Thank you Carsten, you have really cheered me up after all the worries I have had recently with my mother’s health. Hopefully you will produce even more amazing puzzles in the future. I look forward to sending you regular updates from the MPP crowd.


  1. Welcome aboard Carsten ! This truly looks a masterpiece! Congratulations and well done. I look forward to my turn soon! Shane

  2. This is the best present to a hardworking puzzle blogger like you. I hope your mother will get well soon.

    1. Thanks so much Otis! It is quite hard work keeping a regular blog going especially as I seem to specialise in long form detailed articles! Luckily Mrs S is actually quite tolerant of the time I spend on it.

      Thanks for the good wishes to my mum - hopefully soon we'll have an answer and treatment.

  3. Kevin, thanks again for sharing this unique puzzle with the world. Your description brings it alive for us who may not ever get to solve it! Carsten should be congratulated and begged for more copies! I'm also glad you did no permanent damage to your sensitive parts, but it appears Carsten was thoughtful and provided a brass ball replacement just in case his puzzle had some collateral damage. Let me know if anyone needs my help implanting that for them in the future.

    1. Simply brilliant retort Steve!!! Had me giggling in my seat!

      One day you and I need to share a cocktail and talk puzzles and operations (mostly puzzles)!

  4. Nice write up Kevin. Wow, this is a really cool sequential discovery puzzle from Carsten, incredible work!...I really love the way its been made out of brass! Wish I can have a go at it someday.

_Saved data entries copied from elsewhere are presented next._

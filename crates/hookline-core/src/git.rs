//! Canonical webhook model shared by every git provider.

use chrono::{DateTime, Utc};
use serde::{Deserialize, Serialize};

/// Supported git hosts.
#[derive(Debug, Clone, Copy, PartialEq, Eq, Serialize, Deserialize)]
#[serde(rename_all = "lowercase")]
pub enum GitHost {
    Github,
    Gitlab,
}

impl std::fmt::Display for GitHost {
    fn fmt(&self, f: &mut std::fmt::Formatter<'_>) -> std::fmt::Result {
        match self {
            GitHost::Github => write!(f, "github"),
            GitHost::Gitlab => write!(f, "gitlab"),
        }
    }
}

impl std::str::FromStr for GitHost {
    type Err = String;

    fn from_str(s: &str) -> Result<Self, Self::Err> {
        match s.to_lowercase().as_str() {
            "github" => Ok(GitHost::Github),
            "gitlab" => Ok(GitHost::Gitlab),
            _ => Err(format!("Unknown git host: {}", s)),
        }
    }
}

/// Kind of event carried by a [`Webhook`].
#[derive(Debug, Clone, Copy, PartialEq, Eq, Hash, Serialize, Deserialize)]
#[serde(rename_all = "snake_case")]
pub enum EventType {
    PullRequest,
    Push,
    IssueComment,
    ReviewSubmitted,
    ReviewComment,
}

impl std::fmt::Display for EventType {
    fn fmt(&self, f: &mut std::fmt::Formatter<'_>) -> std::fmt::Result {
        let s = match self {
            EventType::PullRequest => "pull_request",
            EventType::Push => "push",
            EventType::IssueComment => "issue_comment",
            EventType::ReviewSubmitted => "review_submitted",
            EventType::ReviewComment => "review_comment",
        };
        f.write_str(s)
    }
}

/// Provider-independent webhook event.
#[derive(Debug, Clone, Serialize, Deserialize)]
pub struct Webhook {
    pub event_type: EventType,
    pub repository: Repository,
    pub sender: User,
    pub pull_request: Option<PullRequest>,
    pub push: Option<Push>,
    pub issue_comment: Option<IssueComment>,
    pub review: Option<Review>,
}

impl Webhook {
    pub fn pull_request(repository: Repository, pr: PullRequest) -> Self {
        Self {
            event_type: EventType::PullRequest,
            repository,
            sender: pr.sender.clone(),
            pull_request: Some(pr),
            push: None,
            issue_comment: None,
            review: None,
        }
    }

    pub fn push(repository: Repository, push: Push) -> Self {
        Self {
            event_type: EventType::Push,
            repository,
            sender: push.sender.clone(),
            pull_request: None,
            push: Some(push),
            issue_comment: None,
            review: None,
        }
    }

    pub fn issue_comment(repository: Repository, comment: IssueComment) -> Self {
        Self {
            event_type: EventType::IssueComment,
            repository,
            sender: comment.sender.clone(),
            pull_request: None,
            push: None,
            issue_comment: Some(comment),
            review: None,
        }
    }

    pub fn review(event_type: EventType, repository: Repository, review: Review) -> Self {
        Self {
            event_type,
            repository,
            sender: review.sender.clone(),
            pull_request: Some(review.pull_request.clone()),
            push: None,
            issue_comment: None,
            review: Some(review),
        }
    }
}

/// Repository the event originated from.
#[derive(Debug, Clone, Default, PartialEq, Eq, Serialize, Deserialize)]
pub struct Repository {
    /// Full name, e.g. `org/project`.
    pub name: String,
    /// Browsable URL.
    pub url: String,
}

/// A git host account.
#[derive(Debug, Clone, Default, PartialEq, Eq, Serialize, Deserialize)]
pub struct User {
    pub id: u64,
    pub name: String,
    pub email: Option<String>,
}

#[derive(Debug, Clone, PartialEq, Eq, Serialize, Deserialize)]
#[serde(rename_all = "snake_case")]
pub enum PullRequestAction {
    Opened,
    Synchronized,
    Reopened,
    Closed,
    Other(String),
}

impl PullRequestAction {
    /// Actions that put new code up for review.
    pub fn is_triggering(&self) -> bool {
        matches!(
            self,
            PullRequestAction::Opened | PullRequestAction::Synchronized | PullRequestAction::Reopened
        )
    }
}

#[derive(Debug, Clone, Copy, PartialEq, Eq, Serialize, Deserialize)]
#[serde(rename_all = "lowercase")]
pub enum PullRequestState {
    Open,
    Closed,
}

#[derive(Debug, Clone, Serialize, Deserialize)]
pub struct PullRequest {
    pub id: u64,
    pub action: PullRequestAction,
    pub title: String,
    pub state: PullRequestState,
    pub url: String,
    pub sender: User,
    pub base: BaseRef,
    pub head: HeadRef,
}

#[derive(Debug, Clone, Default, Serialize, Deserialize)]
pub struct BaseRef {
    pub r#ref: String,
}

#[derive(Debug, Clone, Default, Serialize, Deserialize)]
pub struct HeadRef {
    pub r#ref: String,
    pub sha: String,
}

#[derive(Debug, Clone, Serialize, Deserialize)]
pub struct Push {
    /// Raw ref, e.g. `refs/heads/main` or `refs/tags/v1`.
    pub r#ref: String,
    /// Head commit after the push.
    pub sha: String,
    pub sender: User,
}

#[derive(Debug, Clone, Serialize, Deserialize)]
pub struct Comment {
    pub body: String,
    pub created_at: Option<DateTime<Utc>>,
}

/// A comment on an issue or pull request.
#[derive(Debug, Clone, Serialize, Deserialize)]
pub struct IssueComment {
    pub comment: Comment,
    pub issue_number: u64,
    /// Set when the commented issue is a pull request.
    pub is_pull_request: bool,
    pub sender: User,
}

/// A pull request review, or a comment left on one.
#[derive(Debug, Clone, Serialize, Deserialize)]
pub struct Review {
    pub body: String,
    pub state: Option<String>,
    pub submitted_at: Option<DateTime<Utc>>,
    pub pull_request: PullRequest,
    pub sender: User,
}

/// Canonical commit status, translated per provider.
#[derive(Debug, Clone, Copy, PartialEq, Eq, Serialize, Deserialize)]
#[serde(rename_all = "lowercase")]
pub enum CommitStatusState {
    Pending,
    Success,
    Failure,
    Error,
}

#[derive(Debug, Clone, Copy, PartialEq, Eq, Serialize, Deserialize)]
#[serde(rename_all = "snake_case")]
pub enum IssueType {
    Issue,
    PullRequest,
}

/// A webhook registered on the remote repository.
#[derive(Debug, Clone, PartialEq, Eq, Serialize, Deserialize)]
pub struct WebhookEntry {
    pub id: u64,
    pub url: String,
}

    1. It's probably a bit heavy to send to Singapore but if you are ever in Europe for any time then I shall endeavour to get it to you so that you can play

  5. Another fantastic puzzle i will never see or touch. A very classic design and you can see right away that it will age wonderfully. This puzzle will be around long after all of us are gone. Well, i can only say that i am absolutely green with envy. Well done Carsten! Now if you would kindly just quite your day job and start making us copies, that would be great. :)

    1. Mike, are you in the UK? Do you go to Midlands puzzle parties? If the answer to these are no then all I can say is if you are EVER in the vicinity then let me know and we could meet up for a puzzle party of our own and I'd be delighted to bring any of my toys along for you to play with!

      Who knows maybe the first Yorkshire puzzle party could be born!

    2. Thanks Kevin, a very generous offer and if i am ever in your neighborhood i will surely take you up on it. However, as it stands i am (unfortunately?) in Hawaii and remain a half a world away. But i do travel occasionally for work (usually west though), so there is some hope. MPP crowd sounds like a great bunch.